Saved data entries
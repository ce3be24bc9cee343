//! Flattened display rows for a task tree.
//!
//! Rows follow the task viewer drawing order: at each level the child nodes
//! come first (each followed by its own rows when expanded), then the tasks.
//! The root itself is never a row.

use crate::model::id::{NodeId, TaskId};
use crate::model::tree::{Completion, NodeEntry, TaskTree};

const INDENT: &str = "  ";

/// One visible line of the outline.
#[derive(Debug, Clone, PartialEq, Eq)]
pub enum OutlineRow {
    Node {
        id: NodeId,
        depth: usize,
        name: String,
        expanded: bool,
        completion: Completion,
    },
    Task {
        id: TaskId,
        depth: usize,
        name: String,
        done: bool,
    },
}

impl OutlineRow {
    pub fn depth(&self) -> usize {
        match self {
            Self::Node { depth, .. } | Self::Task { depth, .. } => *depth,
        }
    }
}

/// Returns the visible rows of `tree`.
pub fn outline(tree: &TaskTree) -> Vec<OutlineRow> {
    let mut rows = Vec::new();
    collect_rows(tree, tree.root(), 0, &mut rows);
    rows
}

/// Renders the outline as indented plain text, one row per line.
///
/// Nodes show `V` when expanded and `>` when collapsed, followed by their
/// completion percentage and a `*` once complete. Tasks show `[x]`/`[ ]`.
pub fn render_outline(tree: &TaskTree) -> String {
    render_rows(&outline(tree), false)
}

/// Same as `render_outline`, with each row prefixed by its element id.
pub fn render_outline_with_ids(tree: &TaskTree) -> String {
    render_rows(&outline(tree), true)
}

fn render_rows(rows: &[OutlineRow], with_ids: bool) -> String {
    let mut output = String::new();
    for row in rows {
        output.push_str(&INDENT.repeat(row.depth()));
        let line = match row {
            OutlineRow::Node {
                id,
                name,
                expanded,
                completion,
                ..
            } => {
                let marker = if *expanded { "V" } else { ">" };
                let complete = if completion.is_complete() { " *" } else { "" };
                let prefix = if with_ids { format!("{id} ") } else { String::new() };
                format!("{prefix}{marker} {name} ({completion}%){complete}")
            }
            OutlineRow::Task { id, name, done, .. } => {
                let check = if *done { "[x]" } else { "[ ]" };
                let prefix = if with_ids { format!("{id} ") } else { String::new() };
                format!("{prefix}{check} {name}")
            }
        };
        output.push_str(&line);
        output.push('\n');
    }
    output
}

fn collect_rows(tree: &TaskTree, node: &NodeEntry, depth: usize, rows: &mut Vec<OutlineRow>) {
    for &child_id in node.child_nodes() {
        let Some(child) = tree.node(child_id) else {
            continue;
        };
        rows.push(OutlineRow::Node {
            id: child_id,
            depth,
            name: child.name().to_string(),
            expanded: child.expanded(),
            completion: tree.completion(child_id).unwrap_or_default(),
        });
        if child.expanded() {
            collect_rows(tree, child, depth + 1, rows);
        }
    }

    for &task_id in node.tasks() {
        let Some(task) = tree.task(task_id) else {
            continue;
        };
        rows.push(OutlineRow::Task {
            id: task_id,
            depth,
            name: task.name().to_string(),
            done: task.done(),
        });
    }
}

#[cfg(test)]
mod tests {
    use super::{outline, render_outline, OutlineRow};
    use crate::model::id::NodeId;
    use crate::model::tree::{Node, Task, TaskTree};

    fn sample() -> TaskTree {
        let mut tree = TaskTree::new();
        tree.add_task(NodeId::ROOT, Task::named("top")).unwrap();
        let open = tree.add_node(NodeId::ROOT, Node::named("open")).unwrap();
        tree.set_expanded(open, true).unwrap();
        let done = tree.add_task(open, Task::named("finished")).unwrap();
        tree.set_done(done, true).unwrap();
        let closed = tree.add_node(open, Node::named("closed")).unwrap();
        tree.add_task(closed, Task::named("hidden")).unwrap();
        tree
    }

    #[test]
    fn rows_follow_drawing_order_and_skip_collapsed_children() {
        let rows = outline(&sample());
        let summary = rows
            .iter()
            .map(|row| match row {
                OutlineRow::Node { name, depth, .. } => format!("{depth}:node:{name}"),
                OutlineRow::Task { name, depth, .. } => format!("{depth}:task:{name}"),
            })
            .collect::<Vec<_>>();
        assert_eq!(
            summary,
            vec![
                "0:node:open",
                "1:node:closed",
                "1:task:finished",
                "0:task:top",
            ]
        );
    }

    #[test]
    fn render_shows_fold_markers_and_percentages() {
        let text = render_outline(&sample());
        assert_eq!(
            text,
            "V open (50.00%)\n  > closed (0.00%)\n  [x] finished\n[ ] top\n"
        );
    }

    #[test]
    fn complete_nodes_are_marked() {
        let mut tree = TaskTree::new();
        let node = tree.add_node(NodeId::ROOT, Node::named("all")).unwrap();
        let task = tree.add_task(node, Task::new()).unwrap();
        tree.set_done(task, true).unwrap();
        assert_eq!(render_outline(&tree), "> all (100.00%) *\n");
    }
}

Aim of the task. What lines hold the string "followed"? Pick them out of the data.

Exercise answer.
//! come first (each followed by its own rows when expanded), then the tasks.
/// Nodes show `V` when expanded and `>` when collapsed, followed by their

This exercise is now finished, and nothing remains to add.